Make an exact copy of the lines starting at the top of the listing below and ending at the line that contains "the skeleton overlay.", inclusive.

◆ Records for this task
%%

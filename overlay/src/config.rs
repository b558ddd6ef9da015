use {
    crate::category::Category,
    eyre::{Report, WrapErr},
    palette::Srgba,
    std::{
        collections::BTreeMap,
        path::{Path, PathBuf},
    },
};

#[derive(Clone, Debug, PartialEq, serde::Serialize, serde::Deserialize)]
pub struct CategoryConfig {
    #[serde(default = "default_true")]
    pub visible: bool,

    /// RGBA override of the category default color.
    #[serde(default)]
    pub color: Option<[f32; 4]>,
}

impl Default for CategoryConfig {
    fn default() -> Self {
        CategoryConfig {
            visible: true,
            color: None,
        }
    }
}

/// User settings of the skeleton overlay.
#[derive(Clone, Debug, PartialEq, serde::Serialize, serde::Deserialize)]
pub struct Config {
    #[serde(default = "default_true")]
    pub show_skeleton: bool,

    #[serde(default = "default_true")]
    pub draw_lines: bool,

    /// Connector thickness at camera distance of `2`.
    #[serde(default = "default_line_thickness")]
    pub line_thickness: f32,

    /// Connectors never get thinner than this.
    #[serde(default = "default_min_line_thickness")]
    pub min_line_thickness: f32,

    /// Move descendants along with the edited bone.
    #[serde(default)]
    pub propagate_to_children: bool,

    /// Per-category settings keyed by category name.
    #[serde(default)]
    pub categories: BTreeMap<String, CategoryConfig>,
}

impl Default for Config {
    fn default() -> Self {
        Config {
            show_skeleton: true,
            draw_lines: true,
            line_thickness: default_line_thickness(),
            min_line_thickness: default_min_line_thickness(),
            propagate_to_children: false,
            categories: BTreeMap::new(),
        }
    }
}

impl Config {
    /// Loads from `OSSA_CONFIG_PATH` or `./overlay.ron`.
    /// Missing file yields default config.
    pub fn load_default() -> Result<Self, Report> {
        let path = std::env::var("OSSA_CONFIG_PATH")
            .map(PathBuf::from)
            .unwrap_or_else(|_| PathBuf::from("./overlay.ron"));

        if !path.exists() {
            tracing::debug!(
                "Config '{}' not found, using defaults",
                path.display()
            );
            return Ok(Config::default());
        }

        Self::load(&path)
    }

    #[tracing::instrument]
    pub fn load(path: &Path) -> Result<Self, Report> {
        let file = std::fs::File::open(path).wrap_err_with(|| {
            format!("Failed to open config '{}'", path.display())
        })?;

        let config = ron::de::from_reader(file).wrap_err_with(|| {
            format!("Failed to parse config '{}'", path.display())
        })?;
        Ok(config)
    }

    #[tracing::instrument(skip(self))]
    pub fn save(&self, path: &Path) -> Result<(), Report> {
        let text =
            ron::ser::to_string_pretty(self, ron::ser::PrettyConfig::default())
                .wrap_err("Failed to serialize config")?;

        std::fs::write(path, text).wrap_err_with(|| {
            format!("Failed to write config '{}'", path.display())
        })?;
        Ok(())
    }

    pub fn is_category_visible(&self, name: &str) -> bool {
        self.categories.get(name).map_or(true, |c| c.visible)
    }

    pub fn set_category_visible(&mut self, name: &str, visible: bool) {
        self.categories.entry(name.to_owned()).or_default().visible = visible;
    }

    pub fn category_color(&self, category: &Category) -> Srgba {
        match self
            .categories
            .get(category.name())
            .and_then(|c| c.color)
        {
            Some([r, g, b, a]) => Srgba::new(r, g, b, a),
            None => category.default_color(),
        }
    }

    pub fn set_category_color(&mut self, name: &str, color: Srgba) {
        let (r, g, b, a) = color.into_components();
        self.categories.entry(name.to_owned()).or_default().color =
            Some([r, g, b, a]);
    }
}

fn default_true() -> bool {
    true
}

fn default_line_thickness() -> f32 {
    2.0
}

fn default_min_line_thickness() -> f32 {
    0.01
}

%%

◆ Response for this exercise
filename overlay/src/config.rs
repository b558ddd6ef9da015
use {
    crate::category::Category,
    eyre::{Report, WrapErr},
    palette::Srgba,
    std::{
        collections::BTreeMap,
        path::{Path, PathBuf},
    },
};

#[derive(Clone, Debug, PartialEq, serde::Serialize, serde::Deserialize)]
pub struct CategoryConfig {
    #[serde(default = "default_true")]
    pub visible: bool,

    /// RGBA override of the category default color.
    #[serde(default)]
    pub color: Option<[f32; 4]>,
}

impl Default for CategoryConfig {
    fn default() -> Self {
        CategoryConfig {
            visible: true,
            color: None,
        }
    }
}

/// User settings of the skeleton overlay.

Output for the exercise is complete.